'The Dry' by Jane Harper and 'All Our Wrong Todays' by Elan Mastai
Two books published early this year are the perfect antidote for the snow.
You’ll be glad it’s on the cool side when you read The Dry by Jane Harper. Set during a summer drought in a small Australian farming town, this literary mystery will have you hanging on every word.
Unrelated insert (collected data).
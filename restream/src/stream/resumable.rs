//! Resumable byte stream over an HTTP(S) resource.
//!
//! `ResumableHttpStream` behaves like an ordinary sequential reader, but
//! when the underlying connection dies mid-entity it transparently
//! reconnects and resumes at the current byte offset: through a `Range`
//! request when the server honors one, by discarding already-delivered
//! bytes when it does not. The caller observes nothing but a stall.
//!
//! # Architecture
//!
//! ```text
//! caller ──read──► ResumableHttpStream
//!                       │ exhaustion before total_len
//!                       ▼
//!                  reconnect loop ──► RetryPolicy (go / abort)
//!                       │
//!                       ▼
//!                  HttpConnector ──► fresh ByteSource
//!                       │ Content-Range start == bytes_consumed → adopt
//!                       │ anything else → fast-forward bytes_consumed bytes
//!                       ▼
//!                  back to the caller's read
//! ```

use std::io::{self, Read};

use reqwest::header::HeaderMap;
use reqwest::{Proxy, Url};

use super::error::{StreamError, StreamResult};
use super::http::{HttpConnector, ReqwestConnector};
use super::retry::{LimitedRetryPolicy, RetryPolicy};
use super::source::{ByteSource, SkipOutcome};

/// Where the stream is in its lifecycle.
enum Phase {
    /// Delivering bytes from the active source.
    Streaming(Box<dyn ByteSource>),
    /// All declared bytes delivered; end-of-stream is terminal.
    Finished,
    /// A terminal error was surfaced; the stream is unusable.
    Failed,
}

/// Outcome of aligning a full-entity resend with the current offset.
#[derive(Debug, Clone, Copy, PartialEq, Eq)]
enum FastForward {
    /// Exactly the requested number of bytes were discarded.
    Aligned,
    /// The source ended before the resume offset was reached.
    SourceEnded,
}

/// Sequential byte stream over an HTTP(S) resource that survives dropped
/// connections.
///
/// The stream is strictly single-reader: every read takes `&mut self` and
/// exactly one underlying connection is live at a time. Reads are blocking
/// and may stall for the duration of an entire reconnect sequence.
///
/// # Unknown entity length
///
/// When the first response carries no `Content-Length`, the expected-end
/// check can never be satisfied: every exhaustion of the underlying source
/// is treated as premature and retried, so a stream over an unknown-length
/// resource only terminates through the retry ceiling. Supply a
/// known-length resource when a clean end-of-stream matters.
pub struct ResumableHttpStream {
    url: Url,
    connector: Box<dyn HttpConnector>,
    policy: Box<dyn RetryPolicy>,
    /// Declared entity length from the first response; `None` when unknown.
    total_len: Option<u64>,
    /// Bytes delivered to the caller so far; never decreases, never resets
    /// across reconnects.
    bytes_consumed: u64,
    /// Headers of the most recent response, for caller inspection.
    headers: HeaderMap,
    phase: Phase,
}

impl ResumableHttpStream {
    /// Open `url` with the default connector and retry policy.
    pub fn open(url: &str) -> StreamResult<Self> {
        let url = parse_url(url)?;
        Self::with_connector(
            url,
            Box::new(ReqwestConnector::new()),
            Box::new(LimitedRetryPolicy::default()),
        )
    }

    /// Open `url`, routing every connection through the given proxy.
    pub fn open_with_proxy(url: &str, proxy: Proxy) -> StreamResult<Self> {
        let url = parse_url(url)?;
        Self::with_connector(
            url,
            Box::new(ReqwestConnector::with_proxy(proxy)),
            Box::new(LimitedRetryPolicy::default()),
        )
    }

    /// Open `url` with injected connector and retry-policy capabilities.
    ///
    /// This is the seam for instrumentation and tests: the stream acquires
    /// every byte source through `connector` and consults `policy` before
    /// every reconnect attempt.
    pub fn with_connector(
        url: Url,
        mut connector: Box<dyn HttpConnector>,
        policy: Box<dyn RetryPolicy>,
    ) -> StreamResult<Self> {
        if url.scheme() != "http" && url.scheme() != "https" {
            return Err(StreamError::InvalidResource {
                url: url.to_string(),
            });
        }

        let connection = connector.connect(&url, None)?;
        tracing::debug!(
            url = %url,
            total_len = ?connection.declared_len,
            "Opened initial connection"
        );

        Ok(Self {
            url,
            connector,
            policy,
            total_len: connection.declared_len,
            bytes_consumed: 0,
            headers: connection.headers,
            phase: Phase::Streaming(connection.source),
        })
    }

    /// The resource this stream downloads from.
    pub fn url(&self) -> &Url {
        &self.url
    }

    /// Declared entity length, or `None` when the server did not send one.
    pub fn total_len(&self) -> Option<u64> {
        self.total_len
    }

    /// Bytes delivered to the caller so far.
    pub fn bytes_consumed(&self) -> u64 {
        self.bytes_consumed
    }

    /// Headers of the most recent response, initial or reconnect.
    pub fn headers(&self) -> &HeaderMap {
        &self.headers
    }

    /// Reconnect attempts made over the stream's lifetime.
    pub fn retry_attempts(&self) -> u32 {
        self.policy.attempts()
    }

    /// Read a single byte, or `None` at end-of-stream.
    pub fn read_byte(&mut self) -> io::Result<Option<u8>> {
        let mut buf = [0u8; 1];
        match self.read(&mut buf)? {
            0 => Ok(None),
            _ => Ok(Some(buf[0])),
        }
    }

    fn is_fully_consumed(&self) -> bool {
        match self.total_len {
            Some(total) => self.bytes_consumed >= total,
            None => false,
        }
    }

    /// Re-open the resource at the current offset, retrying until the
    /// policy gives up.
    ///
    /// One loop iteration per attempt. Every failure inside counts as one
    /// attempt and re-enters the loop, including a resend that ends before
    /// the resume offset is reached.
    fn reconnect(&mut self) -> StreamResult<()> {
        loop {
            if !self.policy.approve_attempt() {
                let attempts = self.policy.attempts();
                tracing::warn!(url = %self.url, attempts, "Retry policy exhausted, aborting");
                return Err(StreamError::TooManyRetries { attempts });
            }
            let attempt = self.policy.attempts();
            tracing::info!(
                url = %self.url,
                attempt,
                resume_at = self.bytes_consumed,
                "Reconnecting"
            );

            let connection = match self.connector.connect(&self.url, Some(self.bytes_consumed)) {
                Ok(connection) => connection,
                Err(err) => {
                    tracing::warn!(url = %self.url, attempt, error = %err, "Reconnect attempt failed");
                    continue;
                }
            };
            self.headers = connection.headers;
            let mut source = connection.source;

            // Trust the range only when it starts exactly at our offset;
            // any other start, or no parseable range at all, is handled as
            // a full resend.
            if connection.range_start == Some(self.bytes_consumed) {
                tracing::debug!(resume_at = self.bytes_consumed, "Server honored range request");
                self.phase = Phase::Streaming(source);
                return Ok(());
            }

            match fast_forward(source.as_mut(), self.bytes_consumed) {
                Ok(FastForward::Aligned) => {
                    tracing::debug!(
                        discarded = self.bytes_consumed,
                        "Server resent full entity, fast-forward complete"
                    );
                    self.phase = Phase::Streaming(source);
                    return Ok(());
                }
                Ok(FastForward::SourceEnded) => {
                    tracing::warn!(
                        resume_at = self.bytes_consumed,
                        "Resend ended before the resume offset, retrying"
                    );
                }
                Err(err) => {
                    tracing::warn!(error = %err, "Discard failed during fast-forward, retrying");
                }
            }
        }
    }
}

impl Read for ResumableHttpStream {
    fn read(&mut self, buf: &mut [u8]) -> io::Result<usize> {
        if buf.is_empty() {
            return Ok(0);
        }
        loop {
            let read_result = match &mut self.phase {
                Phase::Streaming(source) => source.read(buf),
                Phase::Finished => return Ok(0),
                Phase::Failed => {
                    return Err(io::Error::new(
                        io::ErrorKind::NotConnected,
                        "stream is unusable after a terminal failure",
                    ));
                }
            };

            match read_result {
                Ok(0) => {}
                Ok(n) => {
                    self.bytes_consumed += n as u64;
                    return Ok(n);
                }
                Err(e) if e.kind() == io::ErrorKind::Interrupted => continue,
                Err(e) => {
                    // A connection cut mid-entity surfaces as a body read
                    // error, not a clean EOF; both resume the same way.
                    tracing::warn!(
                        url = %self.url,
                        bytes_consumed = self.bytes_consumed,
                        error = %e,
                        "Read failed mid-entity, attempting to resume"
                    );
                }
            }

            if self.is_fully_consumed() {
                tracing::debug!(
                    url = %self.url,
                    bytes_consumed = self.bytes_consumed,
                    "Entity fully delivered"
                );
                self.phase = Phase::Finished;
                return Ok(0);
            }

            if let Err(err) = self.reconnect() {
                self.phase = Phase::Failed;
                return Err(err.into());
            }
        }
    }
}

fn parse_url(url: &str) -> StreamResult<Url> {
    Url::parse(url).map_err(|_| StreamError::InvalidResource {
        url: url.to_string(),
    })
}

/// Discard exactly `offset` bytes from a freshly opened full-entity source.
fn fast_forward(source: &mut dyn ByteSource, offset: u64) -> io::Result<FastForward> {
    let mut remaining = offset;
    while remaining > 0 {
        match source.skip(remaining)? {
            SkipOutcome::Skipped(n) => remaining = remaining.saturating_sub(n),
            SkipOutcome::EndOfSource => return Ok(FastForward::SourceEnded),
        }
    }
    Ok(FastForward::Aligned)
}
//! Resumable download stream and its collaborators.
//!
//! This module group holds the whole component: the stream itself, the
//! connection-acquisition seam, the byte-source abstraction and the retry
//! policy.
//!
//! # Architecture
//!
//! ```text
//! ResumableHttpStream (resumable)
//!         │
//!         ├── HttpConnector (http)      opens initial + reconnect connections
//!         │       └── ReqwestConnector  blocking reqwest implementation
//!         │
//!         ├── ByteSource (source)       sequential read + three-way skip
//!         │
//!         └── RetryPolicy (retry)       go / abort decision per attempt
//! ```

mod error;
mod http;
mod resumable;
mod retry;
mod source;

pub use error::{StreamError, StreamResult};
pub use http::{parse_content_range, HttpConnection, HttpConnector, ReqwestConnector};
pub use resumable::ResumableHttpStream;
pub use retry::{LimitedRetryPolicy, RetryPolicy, DEFAULT_MAX_RETRIES};
pub use source::{ByteSource, HttpByteSource, SkipOutcome};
Aaron Falk has returned to town after 20 years to attend the funeral of his former best friend Luke Hadler, who to all appearances shot himself, his wife, and one of his two children. When Aaron was 16, he and his father had left town under a haze of suspicion after Aaron and Luke’s friend Ellie was found drowned in the river; she had left a note with “Falk” and the date of her death on it. Aaron’s homecoming is not welcomed by many, and he can’t wait to get back to Melbourne until Luke’s mother, who had been like a mother to him as well, asks him to look into Luke’s death. Small town meanness and other human vices are on full display as Aaron doggedly pursues the truth with the help of the town’s police chief. Debut novelit Harper does a fine job of keeping the suspense up in crisp prose. I’m still thinking about the ending...a good choice for a book group read.
All Our Wrong Todays is another first novel, but this time by a veteran screen writer. This time travel story starts out simple enough but grows in complexity and is another one that had me thinking about it after I had finished.
Tom Barren lives in a 2016 that has realized all the dreams of the 1950s - jet packs, flying cars, and all the rest, thanks to an invention that harnesses the energy of the earth’s rotation to provide unlimited clean energy. Tom is an unhappy loser, however, the less-than-stellar offspring of a brilliant scientist father and a passive mother. When Tom ends up on the team of his father’s greatest accomplishment, time travel, he manages to make of mess of it. He must figure out how to get back to his time and set the timeline to rights, which is complicated by the interference of other versions of himself from other timelines.
Wow. I started out not fond of the protagonist, took a little while to get into it, but it just got better and better. I can't speak to the intricacies of time travel; the construction of this story worked for me. It got really suspenseful there near the end, and I couldn't put it down by that point. Kinda meta and really quite fun.